複数のオブジェクトをまとめて選択するには、シフトキーを押しながらクリックしたり、ラバーバンドの線で囲ったりする方法がありますが(→「オブジェクトの選択操作」)、繰り返し選択したいときやオブジェクトの数が多いときは手間がかかります。
一方で、オブジェクトグループにしておけばグループ単位で選択することができるようになりますが、1つのオブジェクトは1つのグループにしか含めることができないし、複数のレイヤにばらばらに存在するオブジェクトをグループ化することもできません。
例えば次のように2つのレイヤのそれぞれに2つずつオブジェクトが配置されているとします。

2つのレイヤから1つずつオブジェクトを選択して・・・

グループ化すると次のようになります。

「円3」はLayer2にあったのに、グループ化すると「円2」と合体されてLayer1のほうに移動することになります。当然ですが、この状態でグループを解除しても「円3」はLayer2に戻ることなく、「円2」と同じLayer1に残ります。

これはこれで不便な場合も多くて、何らかの関連があるオブジェクト同士をまとめて選択できるようにしたいけれど、各オブジェクトの配置(例えば属するレイヤ)は変えたくないときはどうすればいいのか?
まず思いつくのは、各オブジェクトには「ラベル」や「タイトル」という任意の文字列を設定できるプロパティがあるので、ここに共通のキーワードを設定しておけば、そのキーワードで検索することでいつでもまとめて選択することができるのではないか?ということですが、1つのキーワードを複数のオブジェクトにまとめて設定する機能はないようです。だからといって、オブジェクト1つ1つに手でキーワードを設定して回るのも大変です。
そこで裏ワザというべきなのでしょうが、Inkscapeの「グループに属性を付加」というエクステンションを使って複数のオブジェクトに一気に同じキーワードを埋め込むことを考えてみました。
「グループに属性を付加」エクステンションはメニューでエクステンション > スタイル > グループに属性を付加を操作すると起動されます。日本語の名前ではわかりにくいですがこれは英語では「Interpolate Attribute in a Group」というもので、「複数のオブジェクトの属性を補完」と訳したほうが意味が近いです。どういうエクステンションかというと、複数のオブジェクトを選択しておいて、属性名と「最初の値」「最後の値」を指定して適用すると、その属性に「最初の値」から「最後の値」まで徐々に変化させた値を自動的に設定してくれるというものです。少しずつ色の変わるオブジェクト群にしたいときなどに使います。
このエクステンションを流用して、独自の属性名を指定して、なんでもいいので適当な「最初の値」「最後の値」を指定して適用すると、選択しておいた複数のオブジェクトに同じ名前の属性を挿入することができるので、同じキーワードを埋め込むのと同じ効果が得られると考えたわけです。
さきほどと同じように「円2」と「円3」を選択しておいてこのエクステンションを起動してダイアログを表示させ、例えば次のようにパラメータを指定して適用ボタンをクリックします。

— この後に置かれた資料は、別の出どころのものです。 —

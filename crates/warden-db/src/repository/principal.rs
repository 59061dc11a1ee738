//! SurrealDB implementation of [`PrincipalRepository`].
//!
//! Password hashing uses Argon2id with OWASP-recommended parameters
//! (memory: 19 MiB, iterations: 2, parallelism: 1). An optional pepper
//! can be provided at construction time and must match the one the
//! authenticator verifies with.

use std::time::Duration;

use argon2::password_hash::SaltString;
use argon2::{Argon2, PasswordHasher};
use chrono::{DateTime, Utc};
use surrealdb::{Connection, Surreal};
use surrealdb_types::SurrealValue;
use uuid::Uuid;
use warden_core::error::WardenResult;
use warden_core::models::principal::{AdminRole, CreatePrincipal, LoginStamp, Principal};
use warden_core::repository::PrincipalRepository;

use crate::deadline::{DEFAULT_QUERY_TIMEOUT, bounded};
use crate::error::DbError;

/// DB-side row struct that includes the record ID via `meta::id(id)`.
#[derive(Debug, SurrealValue)]
pub(crate) struct PrincipalRowWithId {
    record_id: String,
    email: String,
    password_hash: String,
    admin_role: Option<String>,
    token_version: u64,
    is_admin_active: bool,
    last_admin_login: Option<DateTime<Utc>>,
    last_ip: Option<String>,
    last_user_agent: Option<String>,
    created_at: DateTime<Utc>,
    updated_at: DateTime<Utc>,
}

fn parse_role(role: Option<String>) -> Result<Option<AdminRole>, DbError> {
    role.map(|r| r.parse().map_err(|e: String| DbError::corrupt("principal", e)))
        .transpose()
}

impl PrincipalRowWithId {
    pub(crate) fn try_into_principal(self) -> Result<Principal, DbError> {
        let id = Uuid::parse_str(&self.record_id)
            .map_err(|e| DbError::corrupt("invalid principal UUID", e))?;
        Ok(Principal {
            id,
            email: self.email,
            password_hash: self.password_hash,
            admin_role: parse_role(self.admin_role)?,
            token_version: self.token_version,
            is_admin_active: self.is_admin_active,
            last_admin_login: self.last_admin_login,
            last_ip: self.last_ip,
            last_user_agent: self.last_user_agent,
            created_at: self.created_at,
            updated_at: self.updated_at,
        })
    }
}

/// Emails are matched case-insensitively.
pub(crate) fn normalize_email(email: &str) -> String {
    email.trim().to_lowercase()
}

/// Hash a password with Argon2id using OWASP-recommended parameters.
///
/// If a pepper is provided, it is prepended to the password before
/// hashing. The salt is randomly generated for each call.
fn hash_password(password: &str, pepper: Option<&str>) -> Result<String, DbError> {
    // OWASP ASVS recommended: m=19456 (19 MiB), t=2, p=1
    let params = argon2::Params::new(19456, 2, 1, None)
        .map_err(|e| DbError::Query(format!("argon2 params error: {e}")))?;
    let argon2 = Argon2::new(argon2::Algorithm::Argon2id, argon2::Version::V0x13, params);

    let peppered: String;
    let input = match pepper {
        Some(p) => {
            peppered = format!("{p}{password}");
            peppered.as_bytes()
        }
        None => password.as_bytes(),
    };

    let salt = SaltString::generate(&mut argon2::password_hash::rand_core::OsRng);
    let hash = argon2
        .hash_password(input, &salt)
        .map_err(|e| DbError::Query(format!("password hash error: {e}")))?;

    Ok(hash.to_string())
}

/// SurrealDB implementation of the Principal repository.
#[derive(Clone)]
pub struct SurrealPrincipalRepository<C: Connection> {
    db: Surreal<C>,
    /// Optional server-side pepper for password hashing.
    pepper: Option<String>,
    timeout: Duration,
}

impl<C: Connection> SurrealPrincipalRepository<C> {
    pub fn new(db: Surreal<C>) -> Self {
        Self {
            db,
            pepper: None,
            timeout: DEFAULT_QUERY_TIMEOUT,
        }
    }

    pub fn with_pepper(db: Surreal<C>, pepper: String) -> Self {
        Self {
            pepper: Some(pepper),
            ..Self::new(db)
        }
    }

    pub fn with_timeout(mut self, timeout: Duration) -> Self {
        self.timeout = timeout;
        self
    }

    async fn fetch(&self, id: Uuid) -> Result<Principal, DbError> {
        let id_str = id.to_string();
        let mut result = self
            .db
            .query("SELECT meta::id(id) AS record_id, * FROM type::record('principal', $id)")
            .bind(("id", id_str.clone()))
            .await?;

        let rows: Vec<PrincipalRowWithId> = result.take(0)?;
        let row = rows.into_iter().next().ok_or_else(|| DbError::NotFound {
            entity: "principal".into(),
            id: id_str,
        })?;
        row.try_into_principal()
    }
}

impl<C: Connection> PrincipalRepository for SurrealPrincipalRepository<C> {
    async fn create(&self, input: CreatePrincipal) -> WardenResult<Principal> {
        let id = Uuid::new_v4();
        let password_hash = hash_password(&input.password, self.pepper.as_deref())?;

        bounded(self.timeout, async {
            self.db
                .query(
                    "CREATE type::record('principal', $id) SET \
                     email = $email, \
                     password_hash = $password_hash, \
                     admin_role = $admin_role, \
                     token_version = 0, \
                     is_admin_active = $is_admin_active, \
                     last_admin_login = NONE, \
                     last_ip = NONE, \
                     last_user_agent = NONE",
                )
                .bind(("id", id.to_string()))
                .bind(("email", normalize_email(&input.email)))
                .bind(("password_hash", password_hash))
                .bind((
                    "admin_role",
                    input.admin_role.map(|r| r.as_str().to_string()),
                ))
                .bind(("is_admin_active", input.is_admin_active))
                .await?
                .check()
                .map_err(|e| DbError::Query(e.to_string()))?;

            self.fetch(id).await
        })
        .await
        .map_err(Into::into)
    }

    async fn get_by_id(&self, id: Uuid) -> WardenResult<Principal> {
        bounded(self.timeout, self.fetch(id))
            .await
            .map_err(Into::into)
    }

    async fn get_by_email(&self, email: &str) -> WardenResult<Principal> {
        let email = normalize_email(email);

        bounded(self.timeout, async {
            let mut result = self
                .db
                .query(
                    "SELECT meta::id(id) AS record_id, * FROM principal \
                     WHERE email = $email",
                )
                .bind(("email", email.clone()))
                .await?;

            let rows: Vec<PrincipalRowWithId> = result.take(0)?;
            let row = rows.into_iter().next().ok_or_else(|| DbError::NotFound {
                entity: "principal".into(),
                id: format!("email={email}"),
            })?;
            row.try_into_principal()
        })
        .await
        .map_err(Into::into)
    }

    async fn record_login(&self, id: Uuid, stamp: LoginStamp) -> WardenResult<()> {
        bounded(self.timeout, async {
            self.db
                .query(
                    "UPDATE type::record('principal', $id) SET \
                     last_admin_login = $at, \
                     last_ip = $ip, \
                     last_user_agent = $user_agent, \
                     updated_at = time::now()",
                )
                .bind(("id", id.to_string()))
                .bind(("at", stamp.at))
                .bind(("ip", stamp.ip))
                .bind(("user_agent", stamp.user_agent))
                .await?
                .check()
                .map_err(|e| DbError::Query(e.to_string()))?;
            Ok(())
        })
        .await
        .map_err(Into::into)
    }

    async fn bump_token_version(&self, id: Uuid) -> WardenResult<u64> {
        bounded(self.timeout, async {
            self.fetch(id).await?;

            self.db
                .query(
                    "UPDATE type::record('principal', $id) SET \
                     token_version += 1, updated_at = time::now()",
                )
                .bind(("id", id.to_string()))
                .await?
                .check()
                .map_err(|e| DbError::Query(e.to_string()))?;

            Ok(self.fetch(id).await?.token_version)
        })
        .await
        .map_err(Into::into)
    }

    async fn set_admin_role(&self, id: Uuid, role: Option<AdminRole>) -> WardenResult<Principal> {
        bounded(self.timeout, async {
            self.fetch(id).await?;

            self.db
                .query(
                    "UPDATE type::record('principal', $id) SET \
                     admin_role = $admin_role, updated_at = time::now()",
                )
                .bind(("id", id.to_string()))
                .bind(("admin_role", role.map(|r| r.as_str().to_string())))
                .await?
                .check()
                .map_err(|e| DbError::Query(e.to_string()))?;

            self.fetch(id).await
        })
        .await
        .map_err(Into::into)
    }
}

「その他の属性」のところに自分で決めたキーワードを指定します。日本語文字はエクステンションが対応していないので使えませんでした。開始値と終了値は適当な値を指定しておきます。
適用した後のSVGデータの中身をXMLエディタで確認してみると、独自に指定した属性名の属性(groupX)が追加されていることがわかります。

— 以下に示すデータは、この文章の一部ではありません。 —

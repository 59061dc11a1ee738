//! Warden Server: application entry point.

use std::net::SocketAddr;

use anyhow::Context;
use tracing_subscriber::EnvFilter;
use warden_server::{AppState, ServerConfig, router};

#[tokio::main]
async fn main() -> anyhow::Result<()> {
    tracing_subscriber::fmt()
        .with_env_filter(
            EnvFilter::try_from_default_env().unwrap_or_else(|_| EnvFilter::new("warden=info")),
        )
        .json()
        .init();

    tracing::info!("Starting Warden server...");

    let config = ServerConfig::from_env().context("invalid configuration")?;
    let state = AppState::new(&config).context("invalid configuration")?;
    if let Err(e) = state.console().await {
        tracing::warn!(error = %e, "Storage not ready; will retry on first request");
    }

    let listener = tokio::net::TcpListener::bind(config.bind_addr)
        .await
        .with_context(|| format!("failed to bind {}", config.bind_addr))?;
    tracing::info!(addr = %config.bind_addr, "Warden HTTP listening");

    axum::serve(
        listener,
        router(state).into_make_service_with_connect_info::<SocketAddr>(),
    )
    .with_graceful_shutdown(async {
        if let Err(e) = tokio::signal::ctrl_c().await {
            tracing::warn!(error = %e, "Failed to listen for shutdown signal");
        }
    })
    .await?;

    tracing::info!("Warden server stopped.");
    Ok(())
}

この状態でオブジェクトを検索します。(詳しくは「オブジェクトを検索/置換する」を)

そうすると、独自属性を追加したオブジェクトが(その属性値には無関係に)まとめて選択されます。

独自属性はいくつも追加することができそうなので、まとめて選択したいときの目的に応じてあらかじめ決めておいたキーワードの属性を追加しておけば、各オブジェクトの配置を変えずに、まるで複数のグループにまとまっているかのような効果があると思います。
ただしあくまでも裏技なのでいろいろ問題もありそうです。例えば一度追加した独自属性をまとめて削除することはできないと思います。